-- DATA FOR THIS EXERCISE follows --
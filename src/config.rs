use std::{fmt, str::FromStr, time::Duration};

use clap::ValueEnum;

use crate::error::ConfigError;

// 箸の取り方
#[derive(Debug, Clone, Copy, PartialEq, Eq, Default, ValueEnum)]
pub enum Strategy {
    /// 左 -> 右 の順に取る。全員が同時に左を取るとデッドロックする
    #[default]
    Naive,
    /// 番号の小さい箸から取る（リソース階層）
    Ordered,
    /// 右が取れなければ左を置いてランダムに待つ
    Backoff,
    /// 銀行家のアルゴリズムで安全なときだけ取らせる
    Arbiter,
}

impl Strategy {
    pub fn is_hardened(self) -> bool {
        self != Strategy::Naive
    }
}

impl fmt::Display for Strategy {
    fn fmt(&self, f: &mut fmt::Formatter<'_>) -> fmt::Result {
        let s = match self {
            Strategy::Naive => "naive",
            Strategy::Ordered => "ordered",
            Strategy::Backoff => "backoff",
            Strategy::Arbiter => "arbiter",
        };
        f.write_str(s)
    }
}

impl FromStr for Strategy {
    type Err = String;

    fn from_str(s: &str) -> Result<Self, Self::Err> {
        <Strategy as ValueEnum>::from_str(s, true)
    }
}

#[derive(Debug, Clone, PartialEq, Eq)]
pub struct Config {
    pub philosophers: usize,
    pub meals: usize,
    pub think: Duration,
    pub eat: Duration,
    pub strategy: Strategy,
}

impl Default for Config {
    // 5 人が 3 回ずつ、1 秒考えて 2 秒食べる
    fn default() -> Self {
        Config {
            philosophers: 5,
            meals: 3,
            think: Duration::from_secs(1),
            eat: Duration::from_secs(2),
            strategy: Strategy::Naive,
        }
    }
}

impl Config {
    pub fn new(philosophers: usize, meals: usize) -> Self {
        Config {
            philosophers,
            meals,
            ..Default::default()
        }
    }

    pub fn with_durations(mut self, think: Duration, eat: Duration) -> Self {
        self.think = think;
        self.eat = eat;
        self
    }

    pub fn with_strategy(mut self, strategy: Strategy) -> Self {
        self.strategy = strategy;
        self
    }

    // 1 人だと箸が 1 本しかなく、左右 2 本を取れない
    pub fn validate(&self) -> Result<(), ConfigError> {
        if self.philosophers < 2 {
            return Err(ConfigError::TooFewPhilosophers(self.philosophers));
        }
        if self.meals == 0 {
            return Err(ConfigError::NoMeals);
        }
        Ok(())
    }
}

#[cfg(test)]
mod test {
    use super::*;

    #[test]
    fn test_default_is_reference_scenario() {
        let c = Config::default();
        assert_eq!(c.philosophers, 5);
        assert_eq!(c.meals, 3);
        assert_eq!(c.strategy, Strategy::Naive);
        assert!(c.validate().is_ok());
    }

    #[test]
    fn test_validate() {
        assert_eq!(
            Config::new(1, 3).validate(),
            Err(ConfigError::TooFewPhilosophers(1))
        );
        assert_eq!(
            Config::new(0, 3).validate(),
            Err(ConfigError::TooFewPhilosophers(0))
        );
        assert_eq!(Config::new(2, 0).validate(), Err(ConfigError::NoMeals));
        assert!(Config::new(2, 1).validate().is_ok());
    }

    #[test]
    fn test_strategy_parse() {
        for s in [
            Strategy::Naive,
            Strategy::Ordered,
            Strategy::Backoff,
            Strategy::Arbiter,
        ] {
            assert_eq!(s.to_string().parse::<Strategy>(), Ok(s));
        }
        assert_eq!("ORDERED".parse::<Strategy>(), Ok(Strategy::Ordered));
        assert!("waiter".parse::<Strategy>().is_err());
        assert!(!Strategy::Naive.is_hardened());
        assert!(Strategy::Arbiter.is_hardened());
    }
}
-- DATA FOR THIS EXERCISE concluded --
_PROBLEM_
Write the data back out verbatim.

_ANSWER SPACE_
filename src/config.rs
use std::{fmt, str::FromStr, time::Duration};

use clap::ValueEnum;

use crate::error::ConfigError;

// 箸の取り方
#[derive(Debug, Clone, Copy, PartialEq, Eq, Default, ValueEnum)]
pub enum Strategy {
    /// 左 -> 右 の順に取る。全員が同時に左を取るとデッドロックする
    #[default]
    Naive,
    /// 番号の小さい箸から取る（リソース階層）
    Ordered,
    /// 右が取れなければ左を置いてランダムに待つ
    Backoff,
    /// 銀行家のアルゴリズムで安全なときだけ取らせる
    Arbiter,
}

impl Strategy {
    pub fn is_hardened(self) -> bool {
        self != Strategy::Naive
    }
}

impl fmt::Display for Strategy {
    fn fmt(&self, f: &mut fmt::Formatter<'_>) -> fmt::Result {
        let s = match self {
            Strategy::Naive => "naive",
            Strategy::Ordered => "ordered",
            Strategy::Backoff => "backoff",
            Strategy::Arbiter => "arbiter",
        };
        f.write_str(s)
    }
}

impl FromStr for Strategy {
    type Err = String;

    fn from_str(s: &str) -> Result<Self, Self::Err> {
        <Strategy as ValueEnum>::from_str(s, true)
    }
}

#[derive(Debug, Clone, PartialEq, Eq)]
pub struct Config {
    pub philosophers: usize,
    pub meals: usize,
    pub think: Duration,
    pub eat: Duration,
    pub strategy: Strategy,
}

impl Default for Config {
    // 5 人が 3 回ずつ、1 秒考えて 2 秒食べる
    fn default() -> Self {
        Config {
            philosophers: 5,
            meals: 3,
            think: Duration::from_secs(1),
            eat: Duration::from_secs(2),
            strategy: Strategy::Naive,
        }
    }
}

impl Config {
    pub fn new(philosophers: usize, meals: usize) -> Self {
        Config {
            philosophers,
            meals,
            ..Default::default()
        }
    }

    pub fn with_durations(mut self, think: Duration, eat: Duration) -> Self {
        self.think = think;
        self.eat = eat;
        self
    }

    pub fn with_strategy(mut self, strategy: Strategy) -> Self {
        self.strategy = strategy;
        self
    }

    // 1 人だと箸が 1 本しかなく、左右 2 本を取れない
    pub fn validate(&self) -> Result<(), ConfigError> {
        if self.philosophers < 2 {
            return Err(ConfigError::TooFewPhilosophers(self.philosophers));
        }
        if self.meals == 0 {
            return Err(ConfigError::NoMeals);
        }
        Ok(())
    }
}

#[cfg(test)]
mod test {
    use super::*;

    #[test]
    fn test_default_is_reference_scenario() {
        let c = Config::default();
        assert_eq!(c.philosophers, 5);
        assert_eq!(c.meals, 3);
        assert_eq!(c.strategy, Strategy::Naive);
        assert!(c.validate().is_ok());
    }

    #[test]
    fn test_validate() {
        assert_eq!(
            Config::new(1, 3).validate(),
            Err(ConfigError::TooFewPhilosophers(1))
        );
        assert_eq!(
            Config::new(0, 3).validate(),
            Err(ConfigError::TooFewPhilosophers(0))
        );
        assert_eq!(Config::new(2, 0).validate(), Err(ConfigError::NoMeals));
        assert!(Config::new(2, 1).validate().is_ok());
    }

    #[test]
    fn test_strategy_parse() {
        for s in [
            Strategy::Naive,
            Strategy::Ordered,
            Strategy::Backoff,
            Strategy::Arbiter,
        ] {
            assert_eq!(s.to_string().parse::<Strategy>(), Ok(s));
        }
        assert_eq!("ORDERED".parse::<Strategy>(), Ok(Strategy::Ordered));
        assert!("waiter".parse::<Strategy>().is_err());
        assert!(!Strategy::Naive.is_hardened());
        assert!(Strategy::Arbiter.is_hardened());
    }
}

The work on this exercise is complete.